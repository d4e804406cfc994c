//! Request timeout and panic recovery.

use std::any::Any;
use std::future::ready;
use std::time::Duration;

use axum::Router;
use axum::error_handling::HandleErrorLayer;
use axum::response::{IntoResponse, Response};
#[cfg(feature = "config")]
use clap::Args;
use futures::future::{BoxFuture, FutureExt};
use serde::{Deserialize, Serialize};
use tower::ServiceBuilder;
use tower::timeout::TimeoutLayer;
use tower_http::catch_panic::CatchPanicLayer;

use crate::handler::{Error, ErrorKind};
use crate::{TRACING_TARGET_RECOVERY_ERROR, TRACING_TARGET_RECOVERY_PANIC};

type ResponseFut = BoxFuture<'static, Response>;
type Panic = Box<dyn Any + Send + 'static>;

/// Configuration for recovery middleware behavior.
#[derive(Debug, Clone, Serialize, Deserialize)]
#[cfg_attr(feature = "config", derive(Args))]
#[must_use = "config does nothing unless you use it"]
pub struct RecoveryConfig {
    /// Seconds a request may run before it is answered with a timeout error.
    #[cfg_attr(
        feature = "config",
        arg(long, env = "REQUEST_TIMEOUT", default_value = "30")
    )]
    pub request_timeout: u64,
}

impl Default for RecoveryConfig {
    fn default() -> Self {
        Self {
            request_timeout: 30,
        }
    }
}

impl RecoveryConfig {
    pub fn with_timeout_secs(secs: u64) -> Self {
        Self {
            request_timeout: secs,
        }
    }

    pub fn request_timeout(&self) -> Duration {
        Duration::from_secs(self.request_timeout)
    }
}

/// Extension trait for `axum::`[`Router`] to apply recovery middleware.
pub trait RouterRecoveryExt<S> {
    /// Layers request timeout, panic recovery and service error handling.
    fn with_recovery(self, config: &RecoveryConfig) -> Self;

    /// Layers recovery middleware with a 30 second timeout.
    fn with_default_recovery(self) -> Self;
}

impl<S> RouterRecoveryExt<S> for Router<S>
where
    S: Clone + Send + Sync + 'static,
{
    fn with_recovery(self, config: &RecoveryConfig) -> Self {
        let middlewares = ServiceBuilder::new()
            .layer(HandleErrorLayer::new(handle_error))
            .layer(CatchPanicLayer::custom(catch_panic))
            .layer(TimeoutLayer::new(config.request_timeout()));

        self.layer(middlewares)
    }

    fn with_default_recovery(self) -> Self {
        self.with_recovery(&RecoveryConfig::default())
    }
}

fn handle_error(err: tower::BoxError) -> ResponseFut {
    use tower::timeout::error::Elapsed;

    let error = if err.is::<Elapsed>() {
        tracing::error!(
            target: TRACING_TARGET_RECOVERY_ERROR,
            error = %err,
            "request timeout exceeded"
        );

        ErrorKind::InternalServerError
            .with_message("Request timeout")
            .with_context("The request took too long to process and was terminated")
    } else {
        tracing::error!(
            target: TRACING_TARGET_RECOVERY_ERROR,
            error = %err,
            "unknown middleware error"
        );

        ErrorKind::InternalServerError
            .with_message("An unexpected error occurred")
            .with_context(err.to_string())
    };

    ready(error.into_response()).boxed()
}

fn catch_panic(err: Panic) -> Response {
    if let Some(error) = err.downcast_ref::<Error>() {
        tracing::error!(
            target: TRACING_TARGET_RECOVERY_PANIC,
            error = %error,
            "service panic"
        );
        return error.clone().into_response();
    }

    let message = err
        .downcast_ref::<String>()
        .map(String::as_str)
        .or_else(|| err.downcast_ref::<&str>().copied())
        .unwrap_or("unknown panic type");

    tracing::error!(
        target: TRACING_TARGET_RECOVERY_PANIC,
        message = %message,
        "service panic"
    );

    Error::new(ErrorKind::InternalServerError)
        .with_message("An unexpected panic occurred")
        .into_response()
}

#[cfg(test)]
mod tests {
    use axum::http::StatusCode;
    use axum::routing::get;
    use axum_test::TestServer;

    use super::*;

    async fn panicking() -> &'static str {
        panic!("handler failed")
    }

    async fn slow() -> &'static str {
        tokio::time::sleep(Duration::from_secs(5)).await;
        "done"
    }

    #[tokio::test]
    async fn panics_become_internal_errors() -> anyhow::Result<()> {
        let app: Router = Router::new()
            .route("/panic", get(panicking))
            .with_default_recovery();
        let server = TestServer::new(app)?;

        let response = server.get("/panic").await;
        response.assert_status(StatusCode::INTERNAL_SERVER_ERROR);
        assert_eq!(
            response.json::<serde_json::Value>()["name"],
            "internal_server_error"
        );

        Ok(())
    }

    #[tokio::test]
    async fn slow_requests_time_out() -> anyhow::Result<()> {
        let app: Router = Router::new()
            .route("/slow", get(slow))
            .with_recovery(&RecoveryConfig::with_timeout_secs(0));
        let server = TestServer::new(app)?;

        server
            .get("/slow")
            .await
            .assert_status(StatusCode::INTERNAL_SERVER_ERROR);

        Ok(())
    }
}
-*-
• **Exercise instructions**
Go line by line through the data, copying each one that contains the word "panicking".

• **Result of this task**
    async fn panicking() -> &'static str {
            .route("/panic", get(panicking))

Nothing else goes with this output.